II. Se a comunicação remete para uma norma legal que prevê na sua hipótese tão-só a falta de pagamento pontual da retribuição a indicação sucinta deve ter-se por realizada.

Texto Integral


Processo n.º 3884/ 23.0T8VIS.C1.S1

Acordam na Secção Social do Supremo Tribunal de Justiça,

1. Relatório

AA intentou ação declarativa com processo comum contra J.L.S – Transportes Internacionais, Lda., peticionando a condenação da Ré no pagamento de salários e subsídios no montante global não inferior a € 10.000,00 e indemnização no montante de € 30.000,00.

Citada, a Ré contestou e deduziu reconvenção, peticionando a condenação do Autor a pagar à Ré o montante de € 1.667,54.

A reconvenção foi admitida. Foi proferido despacho saneador e realizada a audiência de julgamento.

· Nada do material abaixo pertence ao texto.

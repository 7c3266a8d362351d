use economy_core::error::UserFacingError;
use thiserror::Error;

#[derive(Debug, Error)]
pub enum DispatchError {
    #[error("ledger error: {0}")]
    Ledger(#[from] economy_ledger::LedgerError),
    #[error("spend error: {0}")]
    Spend(#[from] economy_spend::SpendError),
    #[error("config error: {0}")]
    Config(String),
}

impl DispatchError {
    /// Renders a PM-safe message, same convention as
    /// [`economy_spend::SpendError::user_message`].
    pub fn user_message(&self) -> String {
        match self {
            DispatchError::Ledger(_) => UserFacingError::Storage.user_message(),
            DispatchError::Spend(error) => error.user_message(),
            DispatchError::Config(msg) => msg.clone(),
        }
    }
}
//! The `gambling_stats` table (spec.md §4.4): per-`(user, channel, game)`
//! lifetime plays/wagered/won, used by the `gambling`/`stats` PM command
//! and the admin `econ:gambling` view.

use rusqlite::params;
use std::sync::Arc;

use crate::error::LedgerError;
use crate::store::Store;

#[derive(Debug, Clone, Default, PartialEq)]
pub struct GamblingStats {
    pub plays: i64,
    pub wagered: i64,
    pub won: i64,
}

#[derive(Debug, Clone)]
pub struct GamblingStatsRepo {
    store: Arc<Store>,
}

impl GamblingStatsRepo {
    pub fn new(store: Arc<Store>) -> Self {
        Self { store }
    }

    /// Records one play of `game` by `(username, channel)`: wager staked
    /// and, if any, amount won back (0 on a loss).
    pub async fn record_play(&self, username: &str, channel: &str, game: &str, wagered: i64, won: i64) -> Result<(), LedgerError> {
        let username = username.to_string();
        let channel = channel.to_string();
        let game = game.to_string();
        self.store
            .with_conn(move |conn| {
                conn.execute(
                    "INSERT INTO gambling_stats (username, channel, game, plays, wagered, won)
                     VALUES (?1, ?2, ?3, 1, ?4, ?5)
                     ON CONFLICT(username, channel, game) DO UPDATE SET
                        plays = plays + 1,
                        wagered = wagered + excluded.wagered,
                        won = won + excluded.won",
                    params![username, channel, game, wagered, won],
                )?;
                Ok(())
            })
            .await
    }

    pub async fn get(&self, username: &str, channel: &str, game: &str) -> Result<GamblingStats, LedgerError> {
        let username = username.to_string();
        let channel = channel.to_string();
        let game = game.to_string();
        self.store
            .with_conn(move |conn| {
                conn.query_row(
                    "SELECT plays, wagered, won FROM gambling_stats WHERE username = ?1 AND channel = ?2 AND game = ?3",
                    params![username, channel, game],
                    |row| {
                        Ok(GamblingStats {
                            plays: row.get(0)?,
                            wagered: row.get(1)?,
                            won: row.get(2)?,
                        })
                    },
                )
                .or_else(|e| match e {
                    rusqlite::Error::QueryReturnedNoRows => Ok(GamblingStats::default()),
                    other => Err(other),
                })
            })
            .await
    }

    pub async fn list_for_user(&self, username: &str, channel: &str) -> Result<Vec<(String, GamblingStats)>, LedgerError> {
        let username = username.to_string();
        let channel = channel.to_string();
        self.store
            .with_conn(move |conn| {
                let mut stmt = conn.prepare(
                    "SELECT game, plays, wagered, won FROM gambling_stats WHERE username = ?1 AND channel = ?2",
                )?;
                let rows = stmt.query_map(params![username, channel], |row| {
                    Ok((
                        row.get::<_, String>(0)?,
                        GamblingStats {
                            plays: row.get(1)?,
                            wagered: row.get(2)?,
                            won: row.get(3)?,
                        },
                    ))
                })?;
                rows.collect()
            })
            .await
    }
}

#[cfg(test)]
mod tests {
    use super::*;

    #[tokio::test]
    async fn accumulates_across_plays() {
        let store = Store::open(":memory:", 5000, 1).unwrap();
        let repo = GamblingStatsRepo::new(Arc::new(store));
        repo.record_play("alice", "c1", "slot", 10, 0).await.unwrap();
        repo.record_play("alice", "c1", "slot", 10, 20).await.unwrap();
        let stats = repo.get("alice", "c1", "slot").await.unwrap();
        assert_eq!(stats, GamblingStats { plays: 2, wagered: 20, won: 20 });
    }

    #[tokio::test]
    async fn unknown_combination_is_zeroed() {
        let store = Store::open(":memory:", 5000, 1).unwrap();
        let repo = GamblingStatsRepo::new(Arc::new(store));
        let stats = repo.get("nobody", "c1", "slot").await.unwrap();
        assert_eq!(stats, GamblingStats::default());
    }
}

Em 10.12.2023, foi proferida sentença, com o seguinte dispositivo:

Por tudo o exposto:

I) Julga-se a presente ação parcialmente procedente por provada e, em consequência:

a. Condena-se a ré no pagamento ao autor a quantia ilíquida de € 5.202,33 (cinco mil, duzentos e dois euros e trinta e três cêntimos), sendo a quantia de € 4.596,42 relativa a vencimentos em falta (€ 1.532,14 x 3), a quantia de € 383,04 (127,68 x 3) relativa a duodécimos de subsidio de férias e a quantia de € 222,87 (€ 74,29x3) relativa a duodécimos de subsidio de natal em falta.

b. Absolve-se a ré dos demais pedidos formulados.

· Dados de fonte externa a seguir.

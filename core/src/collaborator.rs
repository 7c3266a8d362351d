//! Outbound collaborator traits shared by the scheduler, dispatcher, and
//! announcer (spec.md §6 "Broker outbound"). The broker crate provides the
//! concrete implementation; everything upstream depends only on these
//! traits so it can be exercised without a live connection.

use async_trait::async_trait;

use crate::error::EconomyError;

/// `SendPM(channel, user, text) -> correlationId`.
#[async_trait]
pub trait PmSender: Send + Sync {
    async fn send_pm(&self, channel: &str, user: &str, text: &str) -> Result<String, EconomyError>;
}

/// `SendChat(channel, text) -> correlationId`.
#[async_trait]
pub trait ChatSender: Send + Sync {
    async fn send_chat(&self, channel: &str, text: &str) -> Result<String, EconomyError>;
}
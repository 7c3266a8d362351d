use thiserror::Error;

#[derive(Debug, Error)]
pub enum EarningError {
    #[error("ledger error: {0}")]
    Ledger(#[from] economy_ledger::LedgerError),
}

II) Julga-se procedente por provada a reconvenção e, em consequência condena-se o autor no pagamento à ré da quantia ilíquida de € 1.667,54 (mil seiscentos e sessenta e sete euros e cinquenta e sete cêntimos), a título de pré-aviso em falta.”

O Autor interpôs recurso de apelação.

Por acórdão de 28.06.2024, o Tribunal da Relação decidiu julgar totalmente improcedente a apelação com integral confirmação da decisão impugnada.

O Autor veio interpor recurso de revista excecional. Não foram apresentadas contra-alegações.

A Formação prevista no artigo 672.º n.º 1 do Código de Processo Civil junto desta Secção Social admitiu a revista excecional por Acórdão datado de 12.03.2025.

Em cumprimento do disposto no artigo 87.º n.º 3 do Código de Processo do Trabalho, o Ministério Público emitiu Parecer no sentido da improcedência do recurso.

O Recorrente exerceu o seu contraditório relativamente ao referido Parecer.

II. Fundamentação

De Facto

Foram os seguintes os factos dados como provados nas instâncias:

1 – Entre o autor e a ré foi em 7 de maio de 2010, celebrado um contrato de trabalho a termo certo, cuja cópia consta de fls. 4 verso a 6 dos autos, cujo teor aqui se dá por integralmente reproduzido, pelo qual, o autor se obrigou a exercer por conta, sob as ordens, direção e fiscalização da ré, as funções de motorista de veículos pesados afeto ao transporte internacional rodoviário de mercadorias (artigos 1.º e 2.º ambos da petição inicial e artigo 1.º da contestação/reconvenção).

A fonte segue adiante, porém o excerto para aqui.